The second famous fraud that we will look at is the four-winged fruit fly picture that has been featured in many textbooks. This picture shows two fruit flies side by side; the fly on the left is the normal two-winged fruit fly, while the fly on the right is a one of a kind four-winged fly:



The story behind the picture is that the four-winged fly proves evolution by showing that a fly evolved a second set of wings for itself. Since evolution teaches that everything will make progress until we eventually reach perfection (which directly opposes the Thermodynamics’ law of increasing entropy), scientists tell us that this fly decided to better itself by evolving the second set of wings.

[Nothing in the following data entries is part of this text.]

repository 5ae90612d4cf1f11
//! Board discovery

use crate::api::rest::state::AppState;
use axum::{extract::State, Json};
use firmforge_types::TargetConfig;
use serde::Serialize;
use std::collections::BTreeMap;

/// Supported boards response
#[derive(Debug, Serialize)]
pub struct BoardsResponse {
    /// Aliases in registry order
    pub boards: Vec<&'static str>,
    pub details: BTreeMap<&'static str, TargetConfig>,
}

/// List all supported boards
pub async fn list_boards(State(state): State<AppState>) -> Json<BoardsResponse> {
    let registry = state.jobs.registry();

    Json(BoardsResponse {
        boards: registry.aliases().collect(),
        details: registry
            .entries()
            .iter()
            .map(|entry| (entry.alias, entry.config))
            .collect(),
    })
}
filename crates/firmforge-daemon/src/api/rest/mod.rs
//! REST API

pub mod handlers;
pub mod router;
pub mod state;
//! Firmforge Daemon library
//!
//! This module provides the components of the firmforge daemon:
//! - REST API handlers
//! - Configuration loading
//! - Server lifecycle management

pub mod api;
pub mod config;
pub mod error;
pub mod server;

pub use config::DaemonConfig;
pub use error::{ApiError, DaemonError};
pub use server::Server;
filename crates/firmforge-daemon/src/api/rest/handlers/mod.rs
//! API request handlers

mod boards;
mod compile;
mod health;
mod jobs;

pub use boards::*;
pub use compile::*;
pub use health::*;
pub use jobs::*;
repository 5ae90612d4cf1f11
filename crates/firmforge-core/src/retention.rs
//! Retention sweep for finished jobs

use crate::error::JobResult;
use crate::lifecycle::{JobManager, SweepStats};
use std::sync::Arc;
use std::time::Duration;
use tokio::sync::watch;
use tokio::time::{interval, MissedTickBehavior};

/// How long finished jobs are kept and how often they are swept.
#[derive(Debug, Clone, Copy, PartialEq, Eq)]
pub struct RetentionPolicy {
    pub ttl: Duration,
    pub sweep_interval: Duration,
}

impl Default for RetentionPolicy {
    fn default() -> Self {
        Self {
            ttl: Duration::from_secs(3600),
            sweep_interval: Duration::from_secs(300),
        }
    }
}

/// Background task deleting expired workspaces and ledger entries.
pub struct Reaper {
    policy: RetentionPolicy,
    jobs: JobManager,
    shutdown_tx: watch::Sender<bool>,
}

impl Reaper {
    pub fn new(policy: RetentionPolicy, jobs: JobManager) -> Arc<Self> {
        let (shutdown_tx, _) = watch::channel(false);
        Arc::new(Self {
            policy,
            jobs,
            shutdown_tx,
        })
    }

    pub fn policy(&self) -> RetentionPolicy {
        self.policy
    }

    /// Run sweeps until [`Reaper::stop`] is called.
    pub async fn start(self: Arc<Self>) {
        let mut shutdown_rx = self.shutdown_tx.subscribe();
        if *shutdown_rx.borrow() {
            return;
        }

        let mut ticker = interval(self.policy.sweep_interval.max(Duration::from_millis(10)));
        ticker.set_missed_tick_behavior(MissedTickBehavior::Delay);
        // The first tick completes immediately.
        ticker.tick().await;

        tracing::info!(
            ttl_secs = self.policy.ttl.as_secs(),
            interval_secs = self.policy.sweep_interval.as_secs(),
            "Reaper started"
        );

        loop {
            tokio::select! {
                _ = ticker.tick() => {
                    if let Err(e) = self.sweep_once().await {
                        tracing::error!(error = %e, "Retention sweep failed");
                    }
                }
                changed = shutdown_rx.changed() => {
                    if changed.is_err() || *shutdown_rx.borrow() {
                        break;
                    }
                }
            }
        }

        tracing::info!("Reaper stopped");
    }

    /// Signal the sweep loop to exit.
    pub fn stop(&self) {
        self.shutdown_tx.send_replace(true);
    }

    pub async fn sweep_once(&self) -> JobResult<SweepStats> {
        let stats = self.jobs.sweep(self.policy.ttl).await?;
        if stats != SweepStats::default() {
            tracing::info!(
                workspaces_removed = stats.workspaces_removed,
                records_purged = stats.records_purged,
                "Retention sweep finished"
            );
        } else {
            tracing::debug!("Retention sweep found nothing to remove");
        }
        Ok(stats)
    }
}
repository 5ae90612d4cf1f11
//! API Router configuration
//!
//! Routes live at the root so existing compiler clients keep working.

use super::handlers;
use super::state::AppState;
use crate::config::ServerConfig;
use axum::{
    extract::DefaultBodyLimit,
    routing::{delete, get, post},
    Router,
};
use tower_http::cors::{Any, CorsLayer};
use tower_http::trace::TraceLayer;

/// Create the main API router
pub fn create_router(state: AppState, server: &ServerConfig) -> Router {
    let router = Router::new()
        // Service info and health
        .route("/", get(handlers::service_info))
        .route("/health", get(handlers::health_check))
        // Discovery
        .route("/boards", get(handlers::list_boards))
        .route("/platforms", get(handlers::list_platforms))
        // Compilation
        .route("/compile", post(handlers::compile_code))
        .route("/compile/upload", post(handlers::compile_upload))
        .route("/jobs", post(handlers::submit_job))
        .route("/jobs", get(handlers::list_jobs))
        // Jobs
        .route("/status/:job_id", get(handlers::job_status))
        .route("/download/:job_id", get(handlers::download_firmware))
        .route("/download/:job_id/all", get(handlers::download_all))
        .route("/cleanup/:job_id", delete(handlers::cleanup_job))
        .layer(DefaultBodyLimit::max(server.max_body_size))
        .layer(TraceLayer::new_for_http())
        .with_state(state);

    if server.enable_cors {
        router.layer(
            CorsLayer::new()
                .allow_origin(Any)
                .allow_methods(Any)
                .allow_headers(Any),
        )
    } else {
        router
    }
}
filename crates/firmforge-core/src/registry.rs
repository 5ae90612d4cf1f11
//! Target registry
//!
//! Fixed table from board alias to the toolchain's (platform, board,
//! framework) triple. Adding a target means editing [`TARGETS`].

use crate::error::JobError;
use firmforge_types::TargetConfig;

/// One registry row.
#[derive(Debug, Clone, Copy)]
pub struct TargetEntry {
    pub alias: &'static str,
    pub config: TargetConfig,
}

const fn entry(
    alias: &'static str,
    platform: &'static str,
    board: &'static str,
    framework: &'static str,
) -> TargetEntry {
    TargetEntry {
        alias,
        config: TargetConfig::new(platform, board, framework),
    }
}

/// Supported targets, in discovery order.
pub const TARGETS: &[TargetEntry] = &[
    // Arduino AVR
    entry("uno", "atmelavr", "uno", "arduino"),
    entry("nano", "atmelavr", "nanoatmega328", "arduino"),
    entry("mega", "atmelavr", "megaatmega2560", "arduino"),
    entry("leonardo", "atmelavr", "leonardo", "arduino"),
    entry("micro", "atmelavr", "micro", "arduino"),
    entry("promini", "atmelavr", "pro8MHzatmega328", "arduino"),
    // ESP32
    entry("esp32", "espressif32", "esp32dev", "arduino"),
    entry("esp32s2", "espressif32", "esp32-s2-saola-1", "arduino"),
    entry("esp32s3", "espressif32", "esp32-s3-devkitc-1", "arduino"),
    entry("esp32c3", "espressif32", "esp32-c3-devkitm-1", "arduino"),
    // ESP8266
    entry("esp8266", "espressif8266", "esp12e", "arduino"),
    entry("nodemcu", "espressif8266", "nodemcuv2", "arduino"),
    entry("d1mini", "espressif8266", "d1_mini", "arduino"),
    entry("wemos", "espressif8266", "d1_mini", "arduino"),
    // STM32
    entry("bluepill", "ststm32", "bluepill_f103c8", "arduino"),
    entry("blackpill", "ststm32", "blackpill_f401cc", "arduino"),
    entry("stm32f103", "ststm32", "genericSTM32F103C8", "arduino"),
    entry("stm32f401", "ststm32", "genericSTM32F401CC", "arduino"),
    // Teensy
    entry("teensy40", "teensy", "teensy40", "arduino"),
    entry("teensy41", "teensy", "teensy41", "arduino"),
    entry("teensy32", "teensy", "teensy31", "arduino"),
    // Bare ATmega
    entry("atmega328p", "atmelavr", "ATmega328P", "arduino"),
    entry("atmega2560", "atmelavr", "megaatmega2560", "arduino"),
];

/// Read-only view over [`TARGETS`].
#[derive(Debug, Clone, Copy, Default)]
pub struct TargetRegistry;

impl TargetRegistry {
    pub fn new() -> Self {
        Self
    }

    /// Exact, case-sensitive alias lookup.
    pub fn resolve(&self, alias: &str) -> Result<TargetConfig, JobError> {
        TARGETS
            .iter()
            .find(|e| e.alias == alias)
            .map(|e| e.config)
            .ok_or_else(|| JobError::UnknownTarget(alias.to_string()))
    }

    pub fn contains(&self, alias: &str) -> bool {
        TARGETS.iter().any(|e| e.alias == alias)
    }

    /// All aliases, in table order.
    pub fn aliases(&self) -> impl Iterator<Item = &'static str> {
        TARGETS.iter().map(|e| e.alias)
    }

    pub fn entries(&self) -> &'static [TargetEntry] {
        TARGETS
    }
}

But what the textbook doesn’t say is how this process was done. These fruit flies were tested with radiation to see how the next generation would look (fruit flies are born and have offspring within a matter of days, making them a favorite to experiment on). What happened when these flies were tested? Some had no wings. Some had small wings. Some had large wings. Some had shriveled up wings. One even had legs growing out of its head in place of antennae[1]. And of course, one had four wings.

Ignoring all the freaky fruit flies, scientists ran with the one positive test they found. Except that the test wasn’t all that positive.

The textbooks failed to mention that the second set of wings didn’t actually work; they were the result of a genetic mishap and they had no working parts. The extra weight actually weighed the fruit fly down, making it unable to fly. These flies are less likely to survive, which is the opposite of evolution’s survival of the fittest.

So what is billed as proof of evolution—something making progress—is actually the exact opposite—something regressing to a place where it is unable to fly.

A fly that can’t fly is not even a fly. It is a walk!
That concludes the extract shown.